● **THE PROBLEM**: Return each line of the material below exactly. Begin at the first and end on the line with "let wall_material = materials.add(StandardMaterial".

● **RECORDS**:
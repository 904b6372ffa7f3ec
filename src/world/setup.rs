use avian3d::prelude::*;
use bevy::prelude::*;

use super::components::{Interactable, InteractableMeta, InteractableRegistry};
use super::{ROOM_DEPTH, ROOM_HEIGHT, ROOM_WIDTH, WALL_THICKNESS};

pub fn setup_world(
    mut commands: Commands,
    mut meshes: ResMut<Assets<Mesh>>,
    mut materials: ResMut<Assets<StandardMaterial>>,
) {
    // Materials
    let floor_material = materials.add(StandardMaterial {
        base_color: Color::srgb(0.4, 0.35, 0.3),
        ..default()
    });
    let wall_material = materials.add(StandardMaterial {
        base_color: Color::srgb(0.8, 0.75, 0.7),
        ..default()
    });
    let table_material = materials.add(StandardMaterial {
        base_color: Color::srgb(0.45, 0.28, 0.15),
        ..default()
    });
    let letter_material = materials.add(StandardMaterial {
        base_color: Color::srgb(0.95, 0.92, 0.8),
        ..default()
    });
    let gift_material = materials.add(StandardMaterial {
        base_color: Color::srgb(0.2, 0.35, 0.8),
        ..default()
    });
    let window_material = materials.add(StandardMaterial {
        base_color: Color::srgb(0.6, 0.8, 0.95),
        ..default()
    });

    let floor_y = -4.0;

    // Floor
    commands.spawn((
        Mesh3d(meshes.add(Cuboid::new(ROOM_WIDTH, WALL_THICKNESS, ROOM_DEPTH))),
        MeshMaterial3d(floor_material),
        Transform::from_xyz(0.0, floor_y, 0.0),
        RigidBody::Static,
        Collider::cuboid(ROOM_WIDTH, WALL_THICKNESS, ROOM_DEPTH),
    ));

    // Walls
    for (position, size) in [
        (
            Vec3::new(0.0, floor_y + ROOM_HEIGHT / 2.0, -ROOM_DEPTH / 2.0),
            Vec3::new(ROOM_WIDTH, ROOM_HEIGHT, WALL_THICKNESS),
        ),
        (
            Vec3::new(0.0, floor_y + ROOM_HEIGHT / 2.0, ROOM_DEPTH / 2.0),
            Vec3::new(ROOM_WIDTH, ROOM_HEIGHT, WALL_THICKNESS),
        ),
        (
            Vec3::new(-ROOM_WIDTH / 2.0, floor_y + ROOM_HEIGHT / 2.0, 0.0),
            Vec3::new(WALL_THICKNESS, ROOM_HEIGHT, ROOM_DEPTH),
        ),
        (
            Vec3::new(ROOM_WIDTH / 2.0, floor_y + ROOM_HEIGHT / 2.0, 0.0),
            Vec3::new(WALL_THICKNESS, ROOM_HEIGHT, ROOM_DEPTH),
        ),
    ] {
        commands.spawn((
            Mesh3d(meshes.add(Cuboid::new(size.x, size.y, size.z))),
            MeshMaterial3d(wall_material.clone()),
            Transform::from_translation(position),
            RigidBody::Static,
            Collider::cuboid(size.x, size.y, size.z),
        ));
    }

    // Table holding the narrative props
    commands.spawn((
        Mesh3d(meshes.add(Cuboid::new(2.0, 0.15, 1.0))),
        MeshMaterial3d(table_material),
        Transform::from_xyz(1.5, floor_y + 1.0, -2.0),
        RigidBody::Static,
        Collider::cuboid(2.0, 0.15, 1.0),
        Name::new("Table.001"),
    ));

    // The letter: first quest objective.
    commands.spawn((
        Mesh3d(meshes.add(Cuboid::new(0.35, 0.02, 0.25))),
        MeshMaterial3d(letter_material),
        Transform::from_xyz(1.0, floor_y + 1.1, -2.0),
        RigidBody::Static,
        Collider::cuboid(0.35, 0.02, 0.25),
        Interactable::new("Letter.021"),
        Name::new("Letter.021"),
    ));

    // The gift: gated until the letter has been read.
    commands.spawn((
        Mesh3d(meshes.add(Cuboid::new(0.4, 0.4, 0.4))),
        MeshMaterial3d(gift_material),
        Transform::from_xyz(2.0, floor_y + 1.3, -2.0),
        RigidBody::Static,
        Collider::cuboid(0.4, 0.4, 0.4),
        Interactable::with_clips("Gift.006", vec!["GiftOpen".into()]),
        Name::new("Gift.006"),
    ));

    // The window seat: cinematic trigger once the quest allows it.
    commands.spawn((
        Mesh3d(meshes.add(Cuboid::new(1.6, 1.2, 0.1))),
        MeshMaterial3d(window_material),
        Transform::from_xyz(0.0, floor_y + 1.8, -ROOM_DEPTH / 2.0 + WALL_THICKNESS),
        RigidBody::Static,
        Collider::cuboid(1.6, 1.2, 0.1),
        Interactable::new("WindowSeat.001"),
        Name::new("WindowSeat.001"),
    ));

    // Light
    commands.spawn((
        PointLight {
            intensity: 600_000.0,
            shadows_enabled: true,
            ..default()
        },
        Transform::from_xyz(0.0, floor_y + ROOM_HEIGHT - 0.5, 0.0),
    ));
}

/// One-shot scene-ready hook: indexes every spawned interactable into the
/// write-once registry.
pub fn register_interactables(
    mut registry: ResMut<InteractableRegistry>,
    query: Query<(Entity, &Interactable)>,
) {
    if query.is_empty() {
        return;
    }
    registry.populate(query.iter().map(|(entity, interactable)| {
        (
            entity,
            InteractableMeta {
                name: interactable.name.clone(),
                clips: interactable.clips.clone(),
            },
        )
    }));
    info!("registered {} interactables", query.iter().count());
}
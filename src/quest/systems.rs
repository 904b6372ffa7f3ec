use bevy::prelude::*;

use super::dialog::{script, ActiveDialog, DialogKind};
use super::{DialogCompleted, OverlayClosed, PlayerName, QuestState};
use crate::game_state::{AppState, ControlLock, OverlayKind};
use crate::input::PlayerInput;
use crate::world::{HoverState, Interact, InteractableRegistry, GIFT_PREFIX, TRIGGER_PREFIX};

/// dialog-completed transitions: 0 -> 1, 2 -> 3, 4 -> 5.
pub fn dialog_step_transition(step: u32) -> Option<u32> {
    match step {
        0 => Some(1),
        2 => Some(3),
        4 => Some(5),
        _ => None,
    }
}

/// overlay-closed transitions, each enqueueing a follow-up dialog.
pub fn overlay_step_transition(step: u32, kind: OverlayKind) -> Option<(u32, DialogKind)> {
    match (kind, step) {
        (OverlayKind::Message, 1) => Some((2, DialogKind::AfterMessage)),
        (OverlayKind::Gift, 3) => Some((4, DialogKind::AfterGift)),
        _ => None,
    }
}

/// What interacting with the gift does at a given step.
#[derive(Debug, PartialEq, Eq)]
pub enum GiftOutcome {
    /// Too early: scold, do not advance.
    WrongObject,
    Open,
}

pub fn gift_interaction(step: u32) -> GiftOutcome {
    if step < 3 {
        GiftOutcome::WrongObject
    } else {
        GiftOutcome::Open
    }
}

/// Opens the intro dialog once the session starts.
pub fn queue_intro(
    name: Res<PlayerName>,
    mut dialog: ResMut<ActiveDialog>,
    mut lock: ResMut<ControlLock>,
) {
    dialog.open(script(DialogKind::Intro, &name.0));
    lock.dialog_open = true;
}

pub fn handle_dialog_completed(
    mut events: EventReader<DialogCompleted>,
    mut quest: ResMut<QuestState>,
) {
    for _ in events.read() {
        if let Some(next) = dialog_step_transition(quest.step()) {
            quest.advance_to(next);
        }
    }
}

pub fn handle_overlay_closed(
    name: Res<PlayerName>,
    mut events: EventReader<OverlayClosed>,
    mut quest: ResMut<QuestState>,
    mut dialog: ResMut<ActiveDialog>,
    mut lock: ResMut<ControlLock>,
) {
    for OverlayClosed(kind) in events.read() {
        if let Some((next, follow_up)) = overlay_step_transition(quest.step(), *kind) {
            quest.advance_to(next);
            dialog.open(script(follow_up, &name.0));
            lock.dialog_open = true;
        }
    }
}

/// Routes interact events: the gift is quest-gated, everything else opens
/// the message reader.
pub fn handle_interact(
    name: Res<PlayerName>,
    registry: Res<InteractableRegistry>,
    mut events: EventReader<Interact>,
    quest: Res<QuestState>,
    mut dialog: ResMut<ActiveDialog>,
    mut lock: ResMut<ControlLock>,
) {
    for Interact(target) in events.read() {
        if lock.blocked() {
            continue;
        }

        if target.starts_with(GIFT_PREFIX) {
            match gift_interaction(quest.step()) {
                GiftOutcome::WrongObject => {
                    dialog.open(script(DialogKind::WrongObject, &name.0));
                    lock.dialog_open = true;
                }
                GiftOutcome::Open => {
                    match registry.clips_for(target) {
                        Some(clips) if !clips.is_empty() => {
                            info!("inspecting {target} with clip {}", clips[0]);
                        }
                        _ => {
                            // Static inspection view instead.
                            warn!("no animation clips for {target}");
                        }
                    }
                    lock.overlay = Some(OverlayKind::Gift);
                }
            }
        } else if target.starts_with(TRIGGER_PREFIX) {
            // The window seat reacts to the cinematic key, not to interact.
            continue;
        } else {
            lock.overlay = Some(OverlayKind::Message);
        }
    }
}

/// The cinematic key while looking at the window seat: locked dialog before
/// step 5, otherwise hand the camera to the sequencer.
pub fn handle_cinematic_trigger(
    input: Res<PlayerInput>,
    hover: Res<HoverState>,
    name: Res<PlayerName>,
    quest: Res<QuestState>,
    mut dialog: ResMut<ActiveDialog>,
    mut lock: ResMut<ControlLock>,
    mut next_state: ResMut<NextState<AppState>>,
) {
    if !input.cinematic_pressed || lock.blocked() {
        return;
    }
    let looking_at_trigger = hover
        .current
        .as_deref()
        .is_some_and(|current| current.starts_with(TRIGGER_PREFIX));
    if !looking_at_trigger {
        return;
    }

    if quest.step() < 5 {
        dialog.open(script(DialogKind::Locked, &name.0));
        lock.dialog_open = true;
    } else {
        next_state.set(AppState::Cinematic);
    }
}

● **YOUR RESPONSE**:
repository 904b6372ffa7f3ec
filename src/world/setup.rs
use avian3d::prelude::*;
use bevy::prelude::*;

use super::components::{Interactable, InteractableMeta, InteractableRegistry};
use super::{ROOM_DEPTH, ROOM_HEIGHT, ROOM_WIDTH, WALL_THICKNESS};

pub fn setup_world(
    mut commands: Commands,
    mut meshes: ResMut<Assets<Mesh>>,
    mut materials: ResMut<Assets<StandardMaterial>>,
) {
    // Materials
    let floor_material = materials.add(StandardMaterial {
        base_color: Color::srgb(0.4, 0.35, 0.3),
        ..default()
    });
    let wall_material = materials.add(StandardMaterial {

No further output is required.